Stream Processing on Flink using Kafka Source and S3 Sink

Siddharth Sharma
5 min readJan 8, 2019
Photo by Alistair MacRobert on Unsplash

As Apache Flink continues to pique my interest due to its rapidly growing popularity in Big Data/Hadoop ecosystem, I toyed with its stream processing capability over the holidays. In this article, I will highlight how Flink can be used for distributed real-time stream processing of unbounded data stream using Kafka as the event source and AWS S3 as the data sink. In my previous article, I’d highlighted how Flink can be used for distributed batch processing of bounded data set. Flink stream processing jobs range from simple transformations for data import/export, to more complex applications that aggregate data in windows or implement CEP functionality. Flink simplifies the programming model of batch and stream processing by providing a unified API (source → operators → sink) on top of its execution engine.

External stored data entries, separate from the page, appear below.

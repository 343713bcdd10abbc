use chrono::NaiveTime;
use serde::{Deserialize, Serialize};
use std::fmt;

use super::UNSUPPORTED_MARKER;
use crate::error::{BsbLanError, BsbLanResult};

/// The controller accepts at most this many switching periods per day.
pub const MAX_SLOTS_PER_DAY: usize = 3;

/// One switching period within a day; serialized as `HH:MM-HH:MM`
#[derive(Debug, Clone, Copy, PartialEq, Eq, Serialize, Deserialize)]
#[serde(try_from = "String", into = "String")]
pub struct TimeSlot {
    start: NaiveTime,
    end: NaiveTime,
}

impl TimeSlot {
    pub fn new(start: NaiveTime, end: NaiveTime) -> BsbLanResult<Self> {
        if start >= end {
            return Err(BsbLanError::InvalidTimeSlot(format!(
                "start time {} must be before end time {}",
                start.format("%H:%M"),
                end.format("%H:%M")
            )));
        }
        Ok(Self { start, end })
    }

    /// Parse the device format `HH:MM-HH:MM`.
    pub fn parse(text: &str) -> BsbLanResult<Self> {
        let invalid =
            || BsbLanError::InvalidTimeSlot(format!("Invalid time slot format: '{}'", text));

        let (start, end) = text.trim().split_once('-').ok_or_else(invalid)?;
        let start = NaiveTime::parse_from_str(start.trim(), "%H:%M").map_err(|_| invalid())?;
        let end = NaiveTime::parse_from_str(end.trim(), "%H:%M").map_err(|_| invalid())?;
        Self::new(start, end)
    }

    pub fn start(&self) -> NaiveTime {
        self.start
    }

    pub fn end(&self) -> NaiveTime {
        self.end
    }
}

impl fmt::Display for TimeSlot {
    fn fmt(&self, f: &mut fmt::Formatter<'_>) -> fmt::Result {
        write!(f, "{}-{}", self.start.format("%H:%M"), self.end.format("%H:%M"))
    }
}

impl TryFrom<String> for TimeSlot {
    type Error = BsbLanError;

    fn try_from(text: String) -> BsbLanResult<Self> {
        Self::parse(&text)
    }
}

impl From<TimeSlot> for String {
    fn from(slot: TimeSlot) -> Self {
        slot.to_string()
    }
}

/// Switching periods of one day
#[derive(Debug, Clone, Default, PartialEq, Eq, Serialize, Deserialize)]
#[serde(try_from = "String", into = "String")]
pub struct DaySchedule {
    slots: Vec<TimeSlot>,
}

impl DaySchedule {
    pub fn new(slots: Vec<TimeSlot>) -> BsbLanResult<Self> {
        if slots.len() > MAX_SLOTS_PER_DAY {
            return Err(BsbLanError::InvalidTimeSlot(format!(
                "maximum {} time slots per day, got {}",
                MAX_SLOTS_PER_DAY,
                slots.len()
            )));
        }
        Ok(Self { slots })
    }

    /// Parse `06:00-08:00 17:00-21:00`. Empty text and `---` mean no periods.
    pub fn parse(text: &str) -> BsbLanResult<Self> {
        let text = text.trim();
        if text.is_empty() || text == UNSUPPORTED_MARKER {
            return Ok(Self::default());
        }
        let slots = text
            .split_whitespace()
            .map(TimeSlot::parse)
            .collect::<BsbLanResult<Vec<_>>>()?;
        Self::new(slots)
    }

    pub fn slots(&self) -> &[TimeSlot] {
        &self.slots
    }
}

impl fmt::Display for DaySchedule {
    fn fmt(&self, f: &mut fmt::Formatter<'_>) -> fmt::Result {
        let parts: Vec<String> = self.slots.iter().map(ToString::to_string).collect();
        f.write_str(&parts.join(" "))
    }
}

impl TryFrom<String> for DaySchedule {
    type Error = BsbLanError;

    fn try_from(text: String) -> BsbLanResult<Self> {
        Self::parse(&text)
    }
}

impl From<DaySchedule> for String {
    fn from(day: DaySchedule) -> Self {
        day.to_string()
    }
}

/// Weekly hot water program; days left `None` are not written.
#[derive(Debug, Clone, Default, PartialEq, Eq, Serialize, Deserialize)]
#[serde(default)]
pub struct DhwSchedule {
    pub monday: Option<DaySchedule>,
    pub tuesday: Option<DaySchedule>,
    pub wednesday: Option<DaySchedule>,
    pub thursday: Option<DaySchedule>,
    pub friday: Option<DaySchedule>,
    pub saturday: Option<DaySchedule>,
    pub sunday: Option<DaySchedule>,
}

impl DhwSchedule {
    pub fn has_any_schedule(&self) -> bool {
        self.days().next().is_some()
    }

    /// Provided days paired with the parameter that stores them (561 Monday .. 567 Sunday).
    pub fn days(&self) -> impl Iterator<Item = (&'static str, &DaySchedule)> {
        [
            ("561", &self.monday),
            ("562", &self.tuesday),
            ("563", &self.wednesday),
            ("564", &self.thursday),
            ("565", &self.friday),
            ("566", &self.saturday),
            ("567", &self.sunday),
        ]
        .into_iter()
        .filter_map(|(id, day)| day.as_ref().map(|d| (id, d)))
    }
}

data Artisans and the Flink community have put a lot of work into integrating Flink with Kafka in a way that (1) guarantees exactly-once delivery of events, (2) does not create problems due to backpressure, (3) has high throughput, and (4) is easy to use for application developers

Use case

Photo by Henrik Dønnestad on Unsplash

Let’s assume a simple use case where you have a data collector that captures the event of a user viewing a particular movie and emits the following JSON log to a Kafka topic.

{  
"movieId":"2000",
"userId":"1000",
"timestamp":1546845718557
}

The ask is to aggregate the total number of views for a movie per user with the most recent impression time in a 15 mins window and store the aggregated results in S3 bucket partitioned by yyyy-MM-dd — HH/{movie-id}/

movieId,userId,impressions,latestImpression
2000,1000,3,1546845718557
2000,1001,1,1546845718620

Setup

  • Kafka — We will deploy Kafka locally using Docker image which bootstraps both Kafka and Zookeeper containers. Once you install Docker compose and deploy above image using

docker-compose -f docker-compose-single-broker.yml up

you will by default get a Kafka topic called test.In order to change the name of the topic, modify the value of KAFKA_CREATE_TOPICS property in

docker-compose-single-broker.yml

  • Flink 1.7.1 — We will run Flink within IntelliJ IDE which adds Flink’s core classes to the runtime classpath and makes it easier to run Flink using the main method. Assuming you have Maven installed, to create a Flink Java project, execute the following command
mvn archetype:generate \ -DarchetypeGroupId=org.apache.flink \ -DarchetypeArtifactId=flink-quickstart-java \ -DarchetypeVersion=1.7.1

Once you enter group id, artifact id, and a project version, this command will create the required project structure with a pom.xml which declares all the required dependencies to execute Flink program within IntelliJ.

pom.xml
  • AWS S3 — Configure AWS credentials on your machine using any of the preferred credentials providers to allow access to S3.

Code Walkthrough

Let’s walk through the below two (producer and processor) self-explanatory code snippets. I have used a few explicit and verbose constructs (TimestampAssigner, AggregationFunction) to highlight the power of Flink programming model, however, Flink also comes with a lot of implicit functions (count, sum etc.) that makes the overall code look succinct.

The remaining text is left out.